I heard nothing from my host, but I got a letter from his sister to say that he was ill with a wasting disease which the doctors could not diagnose and that the family was much worried because he insisted on going out at night in his gondola on journeys of which he would not speak but from which he returned utterly exhausted.
I did not know what to reply to this.
‘From Ravenna, I went down to Greece and it was not until the following autumn that I returned. I had sent a card to Negroponte saying I hoped to stay with him, but had no reply. As I came down the Grand Canal a funeral was setting off in choppy water, by twilight, with the terrible plumes and emblems of death. I saw that they were coming from the Negroponte Palazzo. I landed and ran to the gates just as the last gondola in the procession was filling up with mourners and priests. I recognized the doctor and joined him in the boat, and as we rowed stiffly across the canal, dashed with spray and blinking at the stabs of lightning, he told me what he knew. Negroponte had died the day before. When they came to lay out the body, they found the bites: perhaps of some tropical insect?
The doctor was vague. “The only such bites I have seen” he said, “were during the plague of Naples when the rats had been at the bodies. They were so bad we had to dust him down with talcum powder before we could let his sister see the body.”
Pursewarden took a long sip from his glass and went on wickedly.

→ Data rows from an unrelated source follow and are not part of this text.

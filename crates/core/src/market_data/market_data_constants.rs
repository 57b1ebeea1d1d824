/// Number of recently loaded symbols remembered by the service
pub const SYMBOL_HISTORY_SIZE: usize = 5;

/// Default row count for stored bar reads
pub const DEFAULT_STORED_BARS_LIMIT: usize = 30;

/// Upper bound for stored bar reads
pub const MAX_STORED_BARS_LIMIT: usize = 1000;
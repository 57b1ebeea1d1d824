//! Market data provider abstraction and the Alpha Vantage client.
//!
//! A provider only moves bytes: it builds the request for a symbol and mode,
//! executes it, and hands back the raw success body. Interpreting the payload
//! is the parser's job.
//!
//! Callers must hold a rate limiter admission for every call they make; the
//! provider itself never re-checks it.

pub mod alpha_vantage;

use async_trait::async_trait;

use crate::errors::MarketDataError;
use crate::models::Symbol;

/// The endpoint family a request targets.
#[derive(Clone, Copy, Debug, Eq, PartialEq, Hash)]
pub enum FetchMode {
    /// Daily OHLCV series (`TIME_SERIES_DAILY`).
    DailySeries,
    /// Single real-time quote (`GLOBAL_QUOTE`).
    GlobalQuote,
}

impl FetchMode {
    /// Value of the `function` query parameter.
    pub fn function(&self) -> &'static str {
        match self {
            Self::DailySeries => "TIME_SERIES_DAILY",
            Self::GlobalQuote => "GLOBAL_QUOTE",
        }
    }
}

/// Source of raw market data payloads.
///
/// Implemented by [`alpha_vantage::AlphaVantageClient`] in production and by
/// scripted sources in tests.
#[async_trait]
pub trait MarketDataSource: Send + Sync {
    /// Identifier used in logs, e.g. "ALPHA_VANTAGE".
    fn id(&self) -> &'static str;

    /// Fetch the raw daily series body for `symbol`.
    async fn fetch_series(&self, symbol: &Symbol) -> Result<String, MarketDataError>;

    /// Fetch the raw quote body for `symbol`.
    async fn fetch_quote(&self, symbol: &Symbol) -> Result<String, MarketDataError>;
}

‘The story does not end there; for I should tell you how I tried to avenge him, and went myself at night to the Bridge of the Footpads — where according to the gondolier this woman always waited in the shadow…. But it is getting late, and anyway, I haven’t made up the rest of the story as yet.’ There was a good deal of laughter and Athena gave a well-bred shudder, drawing her shawl across her shoulders. Narouz had been listening open-mouthed, with reeling senses, to this recital: he was spellbound. ‘But’ he stammered ‘is all this true?’ Fresh laughter greeted his question.
‘Of course it’s true’ said Pursewarden severely, and added: ‘I have never been in Venice in my life.’ And he rose, for it was time for them to be going, and while the impassive black servants waited they put on the velveteen capes and adjusted their masks like the actors they were, comparing their identical reflections as they stood side by side in the two swollen mirrors among the palms. Giggles from Pierre and sallies of wit from Toto de Brunel; and so they stepped laughing into the clear night air, the inquisitors of pleasure and pain, the Alexandrians….
The cars engulfed them while the solicitous domestics and chauffeurs tucked them in, carefully as bales of precious merchandise or spices, tenderly as flowers. ‘I feel fragile’ squeaked Toto at these attentions. ‘This side up with care, eh? Which side up, I ask myself?’ He must have been the only person in the city not to know the answer to his own question.
When they had started, Justine leaned forward in the car and plucked his sleeve. ‘I want to whisper’ she said hoarsely though there was little need for Nessim and Narouz were discussing something in harsh tones (Narouz’ voice with the characteristic boyish break in it) and Athena was squibbling to Pierre like a flute. ‘Toto
… listen. One great service tonight, if you will. I have put a chalkmark on your sleeve, here, at the back. Later on in the evening, I want to give you my ring to wear. Shh. I want to disappear for an hour or so on my own. Hush … don’t giggle.’ But there were squeaks from the velvet hood. ‘You will have adventures in my name, dear Toto, while I am gone. Do you agree?’ He threw back his cape to show a delighted face, dancing eyes and that grim little procurer’s smile. ‘Of course’ he whispered back, enraptured by the idea and full of admiration. The featureless hood at his side from which the voice of Justine had issued like an oracle glowed with a sort of death’s-head beauty of its own, nodding at him in the light from the passing street-lamps. The conversation and laughter around them sealed them in a conspiracy of private silence. ‘Do you agree?’ she said.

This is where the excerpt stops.